Away from public scrutiny, private drillers are under less pressure than publicly-traded ones. Bloomberg notes that a company called DoublePoint Energy, for example, has more rigs in the Permian basin than Chevron, one of the largest Permian producers. Another private company with little name recognition, Mewbourne Oil Co., has the same number of rigs as ExxonMobil. Taken together, private drillers could amount to a growing slice of new production.
“We expect higher prices to hasten the start of the recovery in US shale oil output,” Standard Chartered said. Prior to the OPEC+ announcement on March 4, the bank expected U.S. oil liquids production to decline in 2021, now it expects an increase of 131,000 barrels per day followed by a larger 679,000 barrels per day in 2022. Moreover, the risks to this outlook “are to the upside,” the bank concluded.
A handful of shale companies surprised market analysts in recent weeks with slightly more aggressive outlooks than had been expected. EOG Resources, for example, beat profit expectations for the fourth quarter when it announced results in February, and also hiked its dividend. But its stock fell immediately after results were announced, and analysts attributed the underperformance to EOG’s higher-than-expected plan for spending.
A more glaring example was that of Matador Resources, which announced on February 24 that it was adding a rig back into the field and increasing spending.
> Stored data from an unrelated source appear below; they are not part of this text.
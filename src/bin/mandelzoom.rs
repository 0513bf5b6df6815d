extern crate clap;
extern crate env_logger;
extern crate failure;
extern crate image;
#[macro_use]
extern crate log;
extern crate mandelzoom;

use clap::{App, Arg, ArgMatches};
use image::pnm::PNMEncoder;
use image::pnm::{PNMSubtype, SampleEncoding};
use image::ColorType;
use std::fs::File;
use std::path::Path;
use std::str::FromStr;

use mandelzoom::color::Palette;
use mandelzoom::fractal::Fractal;
use mandelzoom::render::render;
use mandelzoom::settings::Settings;
use mandelzoom::viewport::{ButtonState, MouseButton};

/// Given a string and a separator, returns the two values separated
/// by the separator.
fn parse_pair<T>(s: &str, separator: char) -> Option<(T, T)>
where
    T: FromStr,
{
    match s.find(separator) {
        None => None,
        Some(index) => match (T::from_str(&s[..index]), T::from_str(&s[index + 1..])) {
            (Ok(l), Ok(r)) => Some((l, r)),
            _ => None,
        },
    }
}

fn validate_pair<T: FromStr>(s: &str, separator: char, err: &str) -> Result<(), String> {
    match parse_pair::<T>(s, separator) {
        Some(_) => Ok(()),
        None => Err(err.to_string()),
    }
}

fn validate_num<T: FromStr>(s: &str, err: &str) -> Result<(), String> {
    match T::from_str(s) {
        Ok(_) => Ok(()),
        Err(_) => Err(err.to_string()),
    }
}

const OUTPUT: &str = "output";
const FRACTAL: &str = "fractal-name";
const X0: &str = "x0";
const X1: &str = "x1";
const Y0: &str = "y0";
const Y1: &str = "y1";
const WIDTH: &str = "width";
const HEIGHT: &str = "height";
const ITERATIONS: &str = "max-iteration";
const SCALE: &str = "scale-window";
const DEBUG: &str = "debug";
const ZOOM_IN: &str = "zoom-in";
const ZOOM_OUT: &str = "zoom-out";

fn args<'a>() -> ArgMatches<'a> {
    App::new("mandelzoom")
        .version("0.1.0")
        .about("A simple interactive Mandelbrot-family zoomer")
        .arg(
            Arg::with_name(OUTPUT)
                .required(true)
                .long(OUTPUT)
                .short("o")
                .takes_value(true)
                .help("File to write the rendered frame to (binary PPM)"),
        )
        .arg(
            Arg::with_name(FRACTAL)
                .long(FRACTAL)
                .short("f")
                .takes_value(true)
                .default_value("mandelbrot")
                .help("Fractal to use: mandelbrot, burning_ship, z3, or tan_mixture"),
        )
        .arg(
            Arg::with_name(X0)
                .long(X0)
                .takes_value(true)
                .allow_hyphen_values(true)
                .default_value("-2.5")
                .validator(|s| validate_num::<f64>(&s, "Could not parse x0"))
                .help("Smallest x coordinate on the screen"),
        )
        .arg(
            Arg::with_name(X1)
                .long(X1)
                .takes_value(true)
                .allow_hyphen_values(true)
                .default_value("1.0")
                .validator(|s| validate_num::<f64>(&s, "Could not parse x1"))
                .help("Largest x coordinate on the screen"),
        )
        .arg(
            Arg::with_name(Y0)
                .long(Y0)
                .takes_value(true)
                .allow_hyphen_values(true)
                .default_value("-1.0")
                .validator(|s| validate_num::<f64>(&s, "Could not parse y0"))
                .help("Smallest y coordinate on the screen"),
        )
        .arg(
            Arg::with_name(Y1)
                .long(Y1)
                .takes_value(true)
                .allow_hyphen_values(true)
                .default_value("1.0")
                .validator(|s| validate_num::<f64>(&s, "Could not parse y1"))
                .help("Largest y coordinate on the screen"),
        )
        .arg(
            Arg::with_name(WIDTH)
                .long(WIDTH)
                .short("w")
                .takes_value(true)
                .default_value("0")
                .validator(|s| validate_num::<u32>(&s, "Could not parse width"))
                .help("Width of the canvas; 0 derives it from the bounds"),
        )
        .arg(
            Arg::with_name(HEIGHT)
                .long(HEIGHT)
                .takes_value(true)
                .default_value("0")
                .validator(|s| validate_num::<u32>(&s, "Could not parse height"))
                .help("Height of the canvas; 0 derives it from the bounds"),
        )
        .arg(
            Arg::with_name(ITERATIONS)
                .long(ITERATIONS)
                .short("m")
                .takes_value(true)
                .default_value("5000")
                .validator(|s| validate_num::<u32>(&s, "Could not parse iteration count"))
                .help("Maximum number of iterations in the escape time calculation"),
        )
        .arg(
            Arg::with_name(SCALE)
                .long(SCALE)
                .short("s")
                .takes_value(true)
                .default_value("1.0")
                .validator(|s| validate_num::<f64>(&s, "Could not parse window scale"))
                .help("Scales the window by the given factor without affecting the resolution"),
        )
        .arg(
            Arg::with_name(DEBUG)
                .long(DEBUG)
                .short("d")
                .help("Log debug information about the session"),
        )
        .arg(
            Arg::with_name(ZOOM_IN)
                .long(ZOOM_IN)
                .takes_value(true)
                .multiple(true)
                .number_of_values(1)
                .validator(|s| {
                    validate_pair::<u32>(&s, ',', "Could not parse zoom-in pixel coordinates")
                })
                .help("Simulate a left click at PX,PY before rendering; may repeat"),
        )
        .arg(
            Arg::with_name(ZOOM_OUT)
                .long(ZOOM_OUT)
                .multiple(true)
                .help("Simulate a right click (zoom out); may repeat"),
        )
        .get_matches()
}

fn write_image(outfile: &str, pixels: &[u8], bounds: (u32, u32)) -> Result<(), std::io::Error> {
    let path = Path::new(outfile);
    let output = File::create(&path)?;
    let mut encoder =
        PNMEncoder::new(output).with_subtype(PNMSubtype::Pixmap(SampleEncoding::Binary));
    encoder.encode(pixels, bounds.0, bounds.1, ColorType::RGB(8))?;
    Ok(())
}

fn run(matches: &ArgMatches) -> Result<(), failure::Error> {
    let fractal = Fractal::from_str(matches.value_of(FRACTAL).unwrap())?;

    let mut settings = Settings::default();
    settings.x0 = f64::from_str(matches.value_of(X0).unwrap())?;
    settings.x1 = f64::from_str(matches.value_of(X1).unwrap())?;
    settings.y0 = f64::from_str(matches.value_of(Y0).unwrap())?;
    settings.y1 = f64::from_str(matches.value_of(Y1).unwrap())?;
    settings.w = u32::from_str(matches.value_of(WIDTH).unwrap())?;
    settings.h = u32::from_str(matches.value_of(HEIGHT).unwrap())?;
    settings.max_iter = u32::from_str(matches.value_of(ITERATIONS).unwrap())?;
    settings.window_scale = f64::from_str(matches.value_of(SCALE).unwrap())?;
    settings.debug = matches.is_present(DEBUG);
    settings.adjust_aspect_ratio();

    let mut viewport = settings.into_viewport()?;
    info!("fractal name: {}", fractal.name());
    if viewport.debug {
        info!("{}", viewport.summary());
    }

    // Replay any simulated clicks through the two-step protocol: the
    // click proposes a delta, we apply it, and the render below picks
    // up the final rectangle.
    if let Some(values) = matches.values_of(ZOOM_IN) {
        for value in values {
            let (px, py) = parse_pair::<u32>(value, ',').expect("validated by clap");
            if let Some(delta) = viewport.handle_click(px, py, MouseButton::Left, ButtonState::Pressed)
            {
                viewport.apply(delta);
                if viewport.debug {
                    info!("zoomed in at ({}, {}): {}", px, py, viewport.summary());
                }
            }
        }
    }
    for _ in 0..matches.occurrences_of(ZOOM_OUT) {
        if let Some(delta) = viewport.handle_click(0, 0, MouseButton::Right, ButtonState::Pressed) {
            viewport.apply(delta);
            if viewport.debug {
                info!("zoomed out: {}", viewport.summary());
            }
        }
    }

    let palette = Palette::new();
    let mut pixels = vec![0u8; viewport.buffer_len()];
    render(&viewport, fractal, &palette, &mut pixels);
    write_image(
        matches.value_of(OUTPUT).unwrap(),
        &pixels,
        (viewport.w, viewport.h),
    )?;
    Ok(())
}

fn main() {
    env_logger::init();
    let matches = args();
    if let Err(e) = run(&matches) {
        eprintln!("Error: {}", e);
        std::process::exit(2);
    }
}
#![deny(missing_docs)]
// This Source Code Form is subject to the terms of the Mozilla Public
// License, v. 2.0. If a copy of the MPL was not distributed with this
// file, You can obtain one at http://mozilla.org/MPL/2.0/.

//! Mandelzoom core
//!
//! An interactive explorer for escape-time fractals.  A fractal of
//! this family takes a point on the complex plane and feeds it
//! through a recurrence, measuring how many steps it takes for the
//! value to fly off to infinity.  That step count, the "escape time,"
//! is what gets painted: points that escape quickly get one color,
//! points that escape slowly another, and points that never escape at
//! all form the black body of the set.
//!
//! The crate owns the numeric heart of the explorer: the four
//! recurrence variants ([`fractal`]), the viewport that maps screen
//! clicks onto the plane and zooms in or out around them
//! ([`viewport`]), the palette that turns escape times into RGB
//! ([`color`]), and the raster pass that walks every pixel and fills
//! a byte buffer ([`render`]).  Window management, buffer blitting,
//! and the event loop belong to the host; the host hands clicks in
//! and takes finished frames out.

extern crate failure;
extern crate itertools;
#[macro_use]
extern crate log;
extern crate num;

pub mod color;
pub mod error;
pub mod fractal;
pub mod render;
pub mod settings;
pub mod viewport;

pub use fractal::Fractal;
pub use viewport::Viewport;
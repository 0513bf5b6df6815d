//! The palette table and the mapping from escape times to RGB.
//!
//! The palette is built exactly once at startup and read for the
//! rest of the session.  It is a plain gradient: a handful of control
//! colors, linearly interpolated across the index space, with the
//! last control repeating the first so the gradient wraps cleanly
//! when escape counts cycle past the end of the table.

/// Largest valid palette index.  The table holds
/// `MAX_COLOR_INDEX + 1` entries.
pub const MAX_COLOR_INDEX: usize = 255;

/// The color given to points that never escape within the cap.
const INSIDE: [u8; 3] = [0, 0, 0];

/// Gradient anchors, deep blue through white and orange and back.
/// The first and last entries match so index MAX_COLOR_INDEX sits
/// next to index 0 without a visible seam.
const CONTROL_POINTS: [[u8; 3]; 6] = [
    [0, 7, 100],
    [32, 107, 203],
    [237, 255, 255],
    [255, 170, 0],
    [106, 52, 3],
    [0, 7, 100],
];

/// The read-only color lookup table.  Built once, then shared with
/// every raster pass for the life of the session.
#[derive(Debug, Clone, PartialEq)]
pub struct Palette {
    table: Vec<[u8; 3]>,
}

impl Palette {
    /// Builds the full table by interpolating the control points
    /// across `MAX_COLOR_INDEX + 1` slots.  Entirely deterministic:
    /// two runs of the program color identical counts identically.
    pub fn new() -> Palette {
        let spans = CONTROL_POINTS.len() - 1;
        let mut table = Vec::with_capacity(MAX_COLOR_INDEX + 1);
        for i in 0..=MAX_COLOR_INDEX {
            let t = (i as f64) / (MAX_COLOR_INDEX as f64) * (spans as f64);
            let span = (t as usize).min(spans - 1);
            let frac = t - (span as f64);
            let lo = CONTROL_POINTS[span];
            let hi = CONTROL_POINTS[span + 1];
            let lerp = |a: u8, b: u8| {
                (f64::from(a) + (f64::from(b) - f64::from(a)) * frac).round() as u8
            };
            table.push([lerp(lo[0], hi[0]), lerp(lo[1], hi[1]), lerp(lo[2], hi[2])]);
        }
        Palette { table }
    }

    /// The number of entries in the table.
    pub fn len(&self) -> usize {
        self.table.len()
    }

    /// Whether the table holds no colors.  It never does; this
    /// exists to keep `len` honest.
    pub fn is_empty(&self) -> bool {
        self.table.is_empty()
    }

    /// Maps an escape count to a color.  Counts that reached the cap
    /// are "inside the set" and come back black; everything else
    /// indexes the table cyclically, so only `count % len` matters.
    pub fn color_for(&self, count: u32, max_iter: u32) -> [u8; 3] {
        if count >= max_iter {
            INSIDE
        } else {
            self.table[(count as usize) % self.table.len()]
        }
    }
}

impl Default for Palette {
    fn default() -> Palette {
        Palette::new()
    }
}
Its share price fell 5 percent on the news, which was all the more notable because it occurred on a day in which oil prices rose and most of the energy sector posted gains. Analysts widely saw it as punishment for a seeming return to profligate behavior.
The much larger Chevron announced on March 9 that it was bringing back its 1-Mb/d production target for the Permian by 2025, which was quietly scrapped last year during the pandemic.
Overall, however, the rig count remains a fraction of what it was before the pandemic, and the increases have mostly been concentrated in the Permian basin, at the expense of other drilling areas. It is too soon to say whether or not the industry will once again return to reckless growth en masse.
“Based on the recently updated FY2020 earnings and 2021 guidance, shale oil-focused companies will hold their drilling and completions (D&C) budgets relatively flat compared with a year earlier, increasing only by $100 million, or 0.4%,” Rystad Energy said in a note.
However, the firm said that the core shale basins are economic at current prices, and “there are large numbers of new commercial opportunities in other basins too in the current market environment.”